Haematopoiesis or blood formation is an ongoing process throughout life. Discovered through their capacity to reconstitute blood lineages of lethally irradiated animals, haematopoietic stem cells (HSCs), with their unique ability to self-renew, have long been thought to sustain adult haematopoietic demands. In situ barcoding has revealed that adult multipotent progenitor cells (MPP), direct descendants of the HSCs, are capable of sustaining steady-state haematopoiesis for long periods of time. Initially thought as homogeneous, MPPs are now recognised as three discrete subpopulations (MPP2-4), each of which exhibit distinct biases in lineage output following transplantation.
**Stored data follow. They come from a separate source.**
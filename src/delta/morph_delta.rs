//! Morph 帧结果
//!
//! 三类累加器：顶点（位置 / UV / 追加 UV1 / 后置位置）、骨骼、材质（乘算 + 加算）。

use glam::{DQuat, DVec3, DVec4};

use crate::model::MaterialValues;

/// 顶点 Morph 累加
#[derive(Clone, Copy, Debug, Default, PartialEq)]
pub struct VertexMorphDelta {
    pub position: DVec3,
    pub uv: DVec4,
    pub uv1: DVec4,
    /// 蒙皮后追加的位置偏移
    pub after_position: DVec3,
}

impl VertexMorphDelta {
    pub fn is_zero(&self) -> bool {
        self.position == DVec3::ZERO
            && self.uv == DVec4::ZERO
            && self.uv1 == DVec4::ZERO
            && self.after_position == DVec3::ZERO
    }
}

/// 骨骼 Morph 累加
#[derive(Clone, Copy, Debug, PartialEq)]
pub struct BoneMorphDelta {
    pub position: DVec3,
    pub local_position: DVec3,
    pub rotation: DQuat,
    pub local_rotation: DQuat,
    pub scale: DVec3,
    pub local_scale: DVec3,
}

impl Default for BoneMorphDelta {
    fn default() -> Self {
        Self {
            position: DVec3::ZERO,
            local_position: DVec3::ZERO,
            rotation: DQuat::IDENTITY,
            local_rotation: DQuat::IDENTITY,
            scale: DVec3::ONE,
            local_scale: DVec3::ONE,
        }
    }
}

/// 材质 Morph 累加
///
/// 最终值 = 基础值 × multiply + add。乘算项与加算项分开累加，
/// 因此结果等同于先应用全部乘算、再应用全部加算。
#[derive(Clone, Debug, PartialEq)]
pub struct MaterialMorphDelta {
    pub multiply: MaterialValues,
    pub add: MaterialValues,
}

impl Default for MaterialMorphDelta {
    fn default() -> Self {
        Self {
            multiply: MaterialValues::one(),
            add: MaterialValues::zero(),
        }
    }
}

impl MaterialMorphDelta {
    /// 乘算：每个分量乘以 1 + (v - 1) · r
    pub fn apply_multiply(&mut self, offset: &MaterialValues, ratio: f64) {
        let f4 = |v: DVec4| DVec4::ONE + (v - DVec4::ONE) * ratio;
        let f3 = |v: DVec3| DVec3::ONE + (v - DVec3::ONE) * ratio;
        let m = &mut self.multiply;
        m.diffuse *= f4(offset.diffuse);
        m.specular *= f4(offset.specular);
        m.ambient *= f3(offset.ambient);
        m.edge *= f4(offset.edge);
        m.edge_size *= 1.0 + (offset.edge_size - 1.0) * ratio;
        m.texture_factor *= f4(offset.texture_factor);
        m.sphere_texture_factor *= f4(offset.sphere_texture_factor);
        m.toon_texture_factor *= f4(offset.toon_texture_factor);
    }

    /// 加算：每个分量加上 v · r
    pub fn apply_add(&mut self, offset: &MaterialValues, ratio: f64) {
        let a = &mut self.add;
        a.diffuse += offset.diffuse * ratio;
        a.specular += offset.specular * ratio;
        a.ambient += offset.ambient * ratio;
        a.edge += offset.edge * ratio;
        a.edge_size += offset.edge_size * ratio;
        a.texture_factor += offset.texture_factor * ratio;
        a.sphere_texture_factor += offset.sphere_texture_factor * ratio;
        a.toon_texture_factor += offset.toon_texture_factor * ratio;
    }

    /// 应用到材质基础值
    pub fn apply_to(&self, base: &MaterialValues) -> MaterialValues {
        let (m, a) = (&self.multiply, &self.add);
        MaterialValues {
            diffuse: base.diffuse * m.diffuse + a.diffuse,
            specular: base.specular * m.specular + a.specular,
            ambient: base.ambient * m.ambient + a.ambient,
            edge: base.edge * m.edge + a.edge,
            edge_size: base.edge_size * m.edge_size + a.edge_size,
            texture_factor: base.texture_factor * m.texture_factor + a.texture_factor,
            sphere_texture_factor: base.sphere_texture_factor * m.sphere_texture_factor
                + a.sphere_texture_factor,
            toon_texture_factor: base.toon_texture_factor * m.toon_texture_factor
                + a.toon_texture_factor,
        }
    }
}

/// 一帧的全部 Morph 结果
#[derive(Clone, Debug, Default)]
pub struct MorphDeltas {
    pub frame: f64,
    pub vertices: Vec<VertexMorphDelta>,
    pub bones: Vec<BoneMorphDelta>,
    pub materials: Vec<MaterialMorphDelta>,
}

impl MorphDeltas {
    pub fn new(vertex_count: usize, bone_count: usize, material_count: usize, frame: f64) -> Self {
        Self {
            frame,
            vertices: vec![VertexMorphDelta::default(); vertex_count],
            bones: vec![BoneMorphDelta::default(); bone_count],
            materials: vec![MaterialMorphDelta::default(); material_count],
        }
    }

    #[inline]
    pub fn bone(&self, index: usize) -> Option<&BoneMorphDelta> {
        self.bones.get(index)
    }

    /// 有偏移的顶点数
    pub fn active_vertex_count(&self) -> usize {
        self.vertices.iter().filter(|v| !v.is_zero()).count()
    }
}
Analysis of foetal HSCs has shown that they have less DNA damage and strongly outcompete adult HSCs in transplantation assays. How foetal and adult MPPs compare has yet to be investigated. We assessed the short-term adult repopulating capacities of foetal MPPs. Functional analysis in transplantation models revealed similar features of adult and foetal MPP2s while the lineage outputs from foetal MPP3 and MPP4 were distinct from those of their adult counterparts. In particular, foetal MPP3s possess a strong lymphoid capacity unlike adult MPP3s. Using a combination of single-cell RNA sequencing, clonal tracking and a mouse mutant model, we have mapped the molecular mechanisms that attribute to differences observed between foetal and adult MPPs.